Government hacking reaches new levels

NZ Herald | 1 July 2015

What else have those spy agencies busied themselves with, apart from undermining the the US technology industry with surveillance efforts?

How about reverse-engineering, or cracking as it’s also called, security software in order to hack and surveil targets?

Not only that, but tracking users of antivirus and security products by bulk collection of the traffic that the software sends back to vendors’ servers, with data on new vulnerabilities and people’s systems themselves.

That’s right, the spy agencies sought to subvert the programs that individuals, governments, organisations and businesses use to protect themselves from malware and digital threats.

Read also: Cracking Snowden’s files

Interestingly enough, the spy agencies avoided US and UK security vendors Symantec, McAfee and Sophos, and only went after firms from other countries.

Russia’s Kaspersky Labs was the number one target for NSA and GCHQ; I asked Kaspersky how they felt, being targeted by the spy agencies which have nearly limitless resources to draw on, and received:

“As noted during the recent Duqu 2.0 nation-state sponsored attack, we find it extremely worrying that government organisations are targeting security companies instead of focusing their resources against legitimate adversaries and are actively working to subvert security software that is designed to keep us all safe,” Kaspersky Labs’ responded.

The affair is likely to backfire on the spy agencies. Kaspersky and other antivirus companies will double down on security and redesign their software to stop the NSA and GCHQ from abusing it. They simply have to do it to stay in business.

Enterprises and government organisations using security products should take a long look at them too, and ask their vendors how safe from NSA and GCHQ exploitation they are. Which is, quite frankly, a ridiculous situation.

The whole thing seems driven by an obsession to collect as much information as possible, no matter if it’s relevant, using enormously powerful systems that vacuum up data from any possible source.

As an aside, it’s interesting to note that security products are very desirable targets for attackers. They are in privileged positions on users’ systems, and normally have full access to all parts of these and the information stored on them. What’s more, the government spies noted that security products aren’t as well protected against exploitation as everyday software like Adobe Reader for instance, which made their job much easier.
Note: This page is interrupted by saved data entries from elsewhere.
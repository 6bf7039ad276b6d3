use crate::{
    AccountProfile, AccountType, BreachReport, PropFirmBreakdown, RiskNote, RiskResult,
    SizingError, ValidationError, DAILY_CAP_FRACTION,
};

// ---------------------------------------------------------------------------
// Input validation
// ---------------------------------------------------------------------------

/// Reject inputs that would make the sizing formula divide by zero, go
/// negative, or silently produce infinities.
///
/// Prop-firm rules are only checked for prop-firm accounts; a personal
/// profile may carry stale drawdown fields without failing.
pub fn validate_profile(p: &AccountProfile) -> Result<(), ValidationError> {
    finite("starting_balance", p.starting_balance)?;
    finite("current_balance", p.current_balance)?;
    finite("stop_loss_pct", p.stop_loss_pct)?;
    finite("margin_pct", p.margin_pct)?;

    if p.stop_loss_pct <= 0.0 {
        return Err(ValidationError::NonPositiveStopLoss {
            stop_loss_pct: p.stop_loss_pct,
        });
    }
    if p.margin_pct <= 0.0 || p.margin_pct > 100.0 {
        return Err(ValidationError::MarginOutOfRange {
            margin_pct: p.margin_pct,
        });
    }
    // current_balance is the margin base; zero would make leverage 0/0.
    if p.current_balance <= 0.0 {
        return Err(ValidationError::BalanceOutOfRange {
            field: "current_balance",
            value: p.current_balance,
        });
    }
    if p.starting_balance < 0.0 {
        return Err(ValidationError::BalanceOutOfRange {
            field: "starting_balance",
            value: p.starting_balance,
        });
    }

    if p.account_type == AccountType::PropFirm {
        prop_rule("max_drawdown_pct", p.max_drawdown_pct)?;
        prop_rule("daily_drawdown_pct", p.daily_drawdown_pct)?;
    }

    Ok(())
}

fn finite(field: &'static str, v: f64) -> Result<(), ValidationError> {
    if v.is_finite() {
        Ok(())
    } else {
        Err(ValidationError::NonFinite { field })
    }
}

fn prop_rule(field: &'static str, v: Option<f64>) -> Result<f64, ValidationError> {
    let v = v.ok_or(ValidationError::MissingPropFirmRule { field })?;
    finite(field, v)?;
    if v <= 0.0 {
        return Err(ValidationError::NonPositivePropFirmRule { field, value: v });
    }
    Ok(v)
}

// ---------------------------------------------------------------------------
// Core sizing
// ---------------------------------------------------------------------------

/// Leverage needed to carry `risk_dollars` at the given stop distance with
/// `margin_pct` of `current_balance` posted as margin.
///
/// Returns `(position_size, margin_used, leverage)`. Callers must validate
/// inputs first; this function does not guard against zero divisors.
pub fn leverage_for(
    risk_dollars: f64,
    stop_loss_pct: f64,
    current_balance: f64,
    margin_pct: f64,
) -> (f64, f64, f64) {
    let stop_fraction = stop_loss_pct / 100.0;
    let position_size = risk_dollars / stop_fraction;
    let margin_used = current_balance * (margin_pct / 100.0);
    (position_size, margin_used, position_size / margin_used)
}

/// Main evaluator: dollar risk and leverage for one account snapshot.
///
/// Order of checks:
/// 1. Validation (nothing is computed on bad input).
/// 2. Prop-firm breach (nothing is sized once max drawdown is exhausted).
/// 3. Sizing + leverage.
pub fn compute_risk(p: &AccountProfile) -> Result<RiskResult, SizingError> {
    validate_profile(p)?;

    let (risk_dollars, note, capped, prop_firm) = match p.account_type {
        AccountType::Personal => {
            let risk_dollars = p.current_balance * (p.risk_mode.personal_risk_pct() / 100.0);
            (risk_dollars, RiskNote::PersonalModeApplied, false, None)
        }
        AccountType::PropFirm => {
            let b = prop_firm_budget(p)?;
            let capped = b.base_risk > b.daily_cap;
            let (risk_dollars, note) = if capped {
                (b.daily_cap, RiskNote::CappedToDailyDrawdown)
            } else {
                (b.base_risk, RiskNote::WithinPropLimits)
            };
            (risk_dollars, note, capped, Some(b))
        }
    };

    let (position_size, margin_used, leverage) =
        leverage_for(risk_dollars, p.stop_loss_pct, p.current_balance, p.margin_pct);

    Ok(RiskResult {
        risk_dollars,
        position_size,
        margin_used,
        leverage,
        note,
        capped,
        prop_firm,
    })
}

fn prop_firm_budget(p: &AccountProfile) -> Result<PropFirmBreakdown, SizingError> {
    let max_dd_pct = prop_rule("max_drawdown_pct", p.max_drawdown_pct)?;
    let daily_dd_pct = prop_rule("daily_drawdown_pct", p.daily_drawdown_pct)?;

    let max_dd_dollars = p.starting_balance * (max_dd_pct / 100.0);
    let daily_dd_dollars = p.starting_balance * (daily_dd_pct / 100.0);

    // Profit above the starting balance makes drawdown_used negative and
    // widens the remaining budget.
    let drawdown_used = p.starting_balance - p.current_balance;
    let remaining_dd = max_dd_dollars - drawdown_used;

    if remaining_dd <= 0.0 {
        return Err(SizingError::Breach(BreachReport {
            max_dd_dollars,
            drawdown_used,
            remaining_dd,
        }));
    }

    Ok(PropFirmBreakdown {
        max_dd_dollars,
        daily_dd_dollars,
        drawdown_used,
        remaining_dd,
        base_risk: remaining_dd / p.risk_mode.divider(),
        daily_cap: daily_dd_dollars * DAILY_CAP_FRACTION,
    })
}

#[cfg(test)]
mod tests {
    use super::*;
    use crate::RiskMode;

    #[test]
    fn leverage_matches_hand_calculation() {
        // $2,000 risk at a 2% stop = $100k notional; 50% of $100k margin = $50k.
        let (pos, margin, lev) = leverage_for(2_000.0, 2.0, 100_000.0, 50.0);
        assert!((pos - 100_000.0).abs() < 1e-9);
        assert!((margin - 50_000.0).abs() < 1e-9);
        assert!((lev - 2.0).abs() < 1e-12);
    }

    #[test]
    fn personal_profile_ignores_missing_prop_rules() {
        let p = AccountProfile::personal(10_000.0, RiskMode::Sustainable, 1.0, 10.0);
        assert!(validate_profile(&p).is_ok());
    }

    #[test]
    fn prop_profile_requires_daily_rule() {
        let mut p = AccountProfile::prop_firm(50_000.0, RiskMode::Balanced, 10.0, 5.0);
        p.daily_drawdown_pct = None;
        assert_eq!(
            validate_profile(&p),
            Err(ValidationError::MissingPropFirmRule {
                field: "daily_drawdown_pct"
            })
        );
    }

    #[test]
    fn nan_stop_is_non_finite_not_non_positive() {
        let p = AccountProfile::default().with_trade_setup(f64::NAN, 50.0);
        assert_eq!(
            validate_profile(&p),
            Err(ValidationError::NonFinite {
                field: "stop_loss_pct"
            })
        );
    }

    #[test]
    fn profit_above_start_widens_budget() {
        let p = AccountProfile::prop_firm(100_000.0, RiskMode::Sustainable, 10.0, 5.0)
            .with_current_balance(104_000.0);
        let r = compute_risk(&p).unwrap();
        let b = r.prop_firm.unwrap();
        assert!((b.drawdown_used + 4_000.0).abs() < 1e-9);
        assert!((b.remaining_dd - 14_000.0).abs() < 1e-9);
        // 14_000 / 40 = 350 < daily cap 2_000
        assert!((r.risk_dollars - 350.0).abs() < 1e-9);
        assert!(!r.capped);
    }
}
The whole thing seems driven by an obsession to collect as much information as possible, no matter if it’s relevant, using enormously powerful systems that vacuum up data from any possible source.

So much so that over in Blighty, the GCHQ signals intelligence agency had to admit that it overdid the spying on its own staff because errm, a technical error.

There was apparently a lack of understanding as to how much information GCHQ’s internal snooping tools could collect so without anyone noticing what happened, they collected far more data on staff than was authorised. How reassuring that the watchmen who watch the watchmen appear to not know what they’re doing.

The surveillance mania seems to be out of control, as evidenced by another Snowden leak that showed the US has been spying on French presidents for a decade or so.

Needless to say, the French are outraged and there are calls to give Snowden asylum in the country as a two-finger salute to the Americans. This is of course quite ironic as the French passed new surveillance laws in the wake of the Charlie Hebdo massacre that give their spy agencies sweeping powers to monitor just about everything.

Is it getting to the point that we should just switch off the internet to at least make the mass surveillance a little harder to conduct? I put this question a few weeks ago to Eva Galperin from the digital rights lobby group the Electronic Frontier Foundation. EFF is often first cab off the rank to protest against government overreach and has done, in my view, an impressive job of cataloguing abuses and challenging them in court – and also, taken concrete steps to do something about the mess.

Galperin said that contrary to how it may seem thanks to the many leaks of top secret documents revealing one spying plot after the other, it’s actually getting harder for the NSA, GCHQ and other agencies to intercept your data.

This is thanks to Snowden again, who confirmed what everyone suspected about state surveillance, but didn’t have the evidence of. The scale of the snooping has stunned technology companies and developers, but not into inaction: there’s a concerted effort to encrypt everything on the web, to ensure that your communications are safe from interception.

That little padlock in your web browser that shows your connection is protected with HTTPS is now showing up on more and more sites, Galperin said. It means that the days of simple and easy mass vacuuming up of any data is gone, and the spy agencies’ work is much harder.

Screenshot from
Screenshot from

EFF will launch a free Certificate Authority this year to provide the tools to authenticate and encrypt web traffic and I hope, succeed in making them easy to use.

That’s a great effort, one which should be encouraged. Ironically enough, encrypted web traffic is now considered best practice by the White House, with the US government chief information officer mandating HTTPS security for all agency websites.